Better you’re not seen running after me, MacBride,” said Farrell coldly to the man in the doorway.
“Only tourists. That was the idea.”
“We were to run into each other. You’re getting sloppy.”
“Successful. Seen off with Farrell O’Phelan, I’ll survive. You’re such a chameleon, I paint you the color I like. More harm done you, I’d think.”
“On the contrary, one of my accomplishments—”
“One of the many,” said MacBride pleasantly.
“—is I can be seen with whomever I like.”
“Everyone knows we were mates back.”
“Everyone was everyone’s mate back,” said Farrell. “What makes this place so sordid.”
“Quite a lolly passed me at the door,” MacBride observed, moving on to more interesting business. “All that black leather, wouldn’t have to dress her up, like.”
“Young for you,” said Farrell distractedly.
“Looks old enough to know how.”
“Haven’t you your hands full with—”
“Ah-ah.” MacBride raised a finger as they drew within earshot of the group. “Now that is sloppy.”
Estrin knew Bad Work, so she recognized the strain in their guide’s patter.
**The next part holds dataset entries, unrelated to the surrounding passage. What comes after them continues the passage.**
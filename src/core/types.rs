use std::fmt;

use serde::{Deserialize, Serialize};

use crate::error::{ChartError, ChartResult};

/// Opaque identifier of an imported dataset.
#[derive(Debug, Clone, PartialEq, Eq, Hash, PartialOrd, Ord, Serialize, Deserialize)]
#[serde(transparent)]
pub struct DataSourceId(String);

impl DataSourceId {
    #[must_use]
    pub fn new(id: impl Into<String>) -> Self {
        Self(id.into())
    }

    #[must_use]
    pub fn as_str(&self) -> &str {
        &self.0
    }
}

impl fmt::Display for DataSourceId {
    fn fmt(&self, f: &mut fmt::Formatter<'_>) -> fmt::Result {
        f.write_str(&self.0)
    }
}

/// Identifier of one numeric channel inside a data source.
#[derive(Debug, Clone, PartialEq, Eq, Hash, PartialOrd, Ord, Serialize, Deserialize)]
#[serde(transparent)]
pub struct ParameterId(String);

impl ParameterId {
    #[must_use]
    pub fn new(id: impl Into<String>) -> Self {
        Self(id.into())
    }

    #[must_use]
    pub fn as_str(&self) -> &str {
        &self.0
    }
}

impl fmt::Display for ParameterId {
    fn fmt(&self, f: &mut fmt::Formatter<'_>) -> fmt::Result {
        f.write_str(&self.0)
    }
}

/// Identifier of one mounted chart instance.
#[derive(Debug, Clone, PartialEq, Eq, Hash, PartialOrd, Ord, Serialize, Deserialize)]
#[serde(transparent)]
pub struct ChartId(String);

impl ChartId {
    #[must_use]
    pub fn new(id: impl Into<String>) -> Self {
        Self(id.into())
    }

    #[must_use]
    pub fn as_str(&self) -> &str {
        &self.0
    }
}

impl fmt::Display for ChartId {
    fn fmt(&self, f: &mut fmt::Formatter<'_>) -> fmt::Result {
        f.write_str(&self.0)
    }
}

/// What the x axis of a chart is driven by.
#[derive(Debug, Clone, PartialEq, Eq, Hash, Serialize, Deserialize)]
#[serde(rename_all = "snake_case")]
pub enum XAxisParameter {
    Timestamp,
    Parameter(ParameterId),
}

impl XAxisParameter {
    #[must_use]
    pub fn is_timestamp(&self) -> bool {
        matches!(self, Self::Timestamp)
    }
}

#[derive(Debug, Clone, PartialEq, Eq, Serialize, Deserialize)]
pub struct ParameterInfo {
    pub id: ParameterId,
    pub name: String,
    pub unit: String,
}

impl ParameterInfo {
    #[must_use]
    pub fn new(id: ParameterId, name: impl Into<String>, unit: impl Into<String>) -> Self {
        Self {
            id,
            name: name.into(),
            unit: unit.into(),
        }
    }

    /// Descriptor used for the epoch-millisecond time axis.
    #[must_use]
    pub fn timestamp() -> Self {
        Self::new(ParameterId::new("timestamp"), "Time", "")
    }

    /// Axis/legend label, e.g. `Temperature (°C)`.
    #[must_use]
    pub fn label(&self) -> String {
        if self.unit.is_empty() {
            self.name.clone()
        } else {
            format!("{} ({})", self.name, self.unit)
        }
    }
}

/// One `(x, y)` sample. `y == None` marks a missing sample.
#[derive(Debug, Clone, Copy, PartialEq, Serialize, Deserialize)]
pub struct RawPoint {
    pub x: f64,
    pub y: Option<f64>,
}

impl RawPoint {
    #[must_use]
    pub fn new(x: f64, y: Option<f64>) -> Self {
        Self { x, y }
    }
}

/// Closed numeric interval on one axis.
#[derive(Debug, Clone, Copy, PartialEq, Serialize, Deserialize)]
pub struct AxisRange {
    pub min: f64,
    pub max: f64,
}

impl AxisRange {
    /// Builds a range from two finite bounds, swapping them when reversed.
    pub fn new(a: f64, b: f64) -> ChartResult<Self> {
        if !a.is_finite() || !b.is_finite() {
            return Err(ChartError::InvalidData(
                "axis range bounds must be finite".to_owned(),
            ));
        }
        Ok(if a <= b {
            Self { min: a, max: b }
        } else {
            Self { min: b, max: a }
        })
    }

    /// Min/max over `values`, skipping `NaN` and infinities.
    ///
    /// Returns `None` when no finite value exists.
    #[must_use]
    pub fn from_values<I>(values: I) -> Option<Self>
    where
        I: IntoIterator<Item = f64>,
    {
        let mut min = f64::INFINITY;
        let mut max = f64::NEG_INFINITY;
        for value in values {
            if value.is_finite() {
                min = min.min(value);
                max = max.max(value);
            }
        }
        (min <= max).then_some(Self { min, max })
    }

    #[must_use]
    pub fn union(self, other: Self) -> Self {
        Self {
            min: self.min.min(other.min),
            max: self.max.max(other.max),
        }
    }

    /// Union over optional ranges; `None` entries are skipped.
    #[must_use]
    pub fn union_all<I>(ranges: I) -> Option<Self>
    where
        I: IntoIterator<Item = Option<Self>>,
    {
        ranges
            .into_iter()
            .flatten()
            .reduce(|acc, range| acc.union(range))
    }

    #[must_use]
    pub fn span(self) -> f64 {
        self.max - self.min
    }

    #[must_use]
    pub fn contains(self, value: f64) -> bool {
        value >= self.min && value <= self.max
    }

    /// Expands both ends by `ratio * span`.
    #[must_use]
    pub fn padded(self, ratio: f64) -> Self {
        let pad = self.span() * ratio;
        Self {
            min: self.min - pad,
            max: self.max + pad,
        }
    }

    /// Returns a range with non-zero span so it can back a linear scale.
    ///
    /// A degenerate range is widened by 5% of its magnitude, or by 1.0 around zero.
    #[must_use]
    pub fn non_degenerate(self) -> Self {
        if self.span() > 0.0 {
            return self;
        }
        let half = if self.min == 0.0 {
            1.0
        } else {
            self.min.abs() * 0.05
        };
        Self {
            min: self.min - half,
            max: self.max + half,
        }
    }

    #[must_use]
    pub fn scaled(self, factor: f64) -> Self {
        Self {
            min: self.min * factor,
            max: self.max * factor,
        }
    }
}

/// Pixel size of a chart's plotting rectangle.
#[derive(Debug, Clone, Copy, PartialEq, Eq, Serialize, Deserialize)]
pub struct PlotArea {
    pub width: u32,
    pub height: u32,
}

impl PlotArea {
    #[must_use]
    pub fn new(width: u32, height: u32) -> Self {
        Self { width, height }
    }

    #[must_use]
    pub fn is_valid(self) -> bool {
        self.width > 0 && self.height > 0
    }

    pub fn validate(self) -> ChartResult<Self> {
        if self.is_valid() {
            Ok(self)
        } else {
            Err(ChartError::InvalidViewport {
                width: self.width,
                height: self.height,
            })
        }
    }
}

/// One plot-ready series. Missing samples are stored as `NaN` in `y_values`.
#[derive(Debug, Clone, PartialEq, Serialize, Deserialize)]
pub struct PlotSeries {
    pub source_id: DataSourceId,
    pub metadata_label: String,
    pub parameter_info: ParameterInfo,
    pub x_values: Vec<f64>,
    pub y_values: Vec<f64>,
    pub x_range: Option<AxisRange>,
    pub y_range: Option<AxisRange>,
}

impl PlotSeries {
    /// Builds a series and computes its axis ranges.
    ///
    /// Fails when `x_values` and `y_values` differ in length.
    pub fn new(
        source_id: DataSourceId,
        metadata_label: impl Into<String>,
        parameter_info: ParameterInfo,
        x_values: Vec<f64>,
        y_values: Vec<f64>,
    ) -> ChartResult<Self> {
        if x_values.len() != y_values.len() {
            return Err(ChartError::InvalidData(format!(
                "series x/y length mismatch: {} vs {}",
                x_values.len(),
                y_values.len()
            )));
        }
        let x_range = AxisRange::from_values(x_values.iter().copied());
        let y_range = AxisRange::from_values(y_values.iter().copied());
        Ok(Self {
            source_id,
            metadata_label: metadata_label.into(),
            parameter_info,
            x_values,
            y_values,
            x_range,
            y_range,
        })
    }

    #[must_use]
    pub fn len(&self) -> usize {
        self.x_values.len()
    }

    #[must_use]
    pub fn is_empty(&self) -> bool {
        self.x_values.is_empty()
    }

    /// Legend name: `<source label> - <parameter name>`.
    #[must_use]
    pub fn display_name(&self) -> String {
        if self.metadata_label.is_empty() {
            self.parameter_info.name.clone()
        } else {
            format!("{} - {}", self.metadata_label, self.parameter_info.name)
        }
    }

    pub fn validate(&self) -> ChartResult<()> {
        if self.x_values.len() != self.y_values.len() {
            return Err(ChartError::TransformFailure(format!(
                "series `{}` has {} x values but {} y values",
                self.display_name(),
                self.x_values.len(),
                self.y_values.len()
            )));
        }
        Ok(())
    }

    /// Copies the series with new sample arrays, recomputing ranges.
    pub fn with_samples(&self, x_values: Vec<f64>, y_values: Vec<f64>) -> ChartResult<Self> {
        Self::new(
            self.source_id.clone(),
            self.metadata_label.clone(),
            self.parameter_info.clone(),
            x_values,
            y_values,
        )
    }
}

/// Aggregate of all series for one chart, sharing one x-axis semantic.
#[derive(Debug, Clone, PartialEq, Serialize, Deserialize)]
pub struct PlotData {
    pub x_parameter_info: ParameterInfo,
    pub is_time_axis: bool,
    pub series: Vec<PlotSeries>,
    pub x_range: Option<AxisRange>,
    /// Y range unified across every series so they share one scale.
    pub y_range: Option<AxisRange>,
}

impl PlotData {
    #[must_use]
    pub fn new(x_parameter_info: ParameterInfo, is_time_axis: bool, series: Vec<PlotSeries>) -> Self {
        let x_range = AxisRange::union_all(series.iter().map(|s| s.x_range));
        let y_range = AxisRange::union_all(series.iter().map(|s| s.y_range));
        Self {
            x_parameter_info,
            is_time_axis,
            series,
            x_range,
            y_range,
        }
    }

    #[must_use]
    pub fn point_count(&self) -> usize {
        self.series.iter().map(PlotSeries::len).sum()
    }

    #[must_use]
    pub fn is_empty(&self) -> bool {
        self.series.iter().all(PlotSeries::is_empty)
    }
}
He injected his information with artificial enthusiasm, like pumping adrenaline into a corpse. If he kept the job he would have to give over, and not simply to boredom, for there are states far beyond that, where you no longer recognize that at 2:45 there is any alternative to repeating “Our water rises in peaty ground” one more time. It’s relaxing, actually, a sacrifice to other forces. Minutes stretch out so wide and meaningless there is no more time, there are no more questions. Beyond interpretation or struggle, the advanced stages of Bad Work amount to a religious conversion. Also to being dead. She assessed the guide: Estrin would have quit by now.
She swung between the pot stills towering fifteen feet overhead, shining Hershey’s Kisses. Bushmills kept the copper polished—now, that was the job she would keep. Estrin loved metal—its resistance, its arrogance, its hostility. She could see herself arriving weekly with chamois in every pocket, to rub down the curves, the stills now looking less like wrapped chocolate than firm upright breasts.
NO MATCHES OR NAKED FIRE.
It was the sign between them. Estrin, once more lost in her own world, which she was always mistaking for the world at large, had almost run into him. The tall man shot her a weary smile. He did not seem very interested in the distillery.
“We’re honored, sir.” The guide hustled over to Farrell’s friend. “What brings you?”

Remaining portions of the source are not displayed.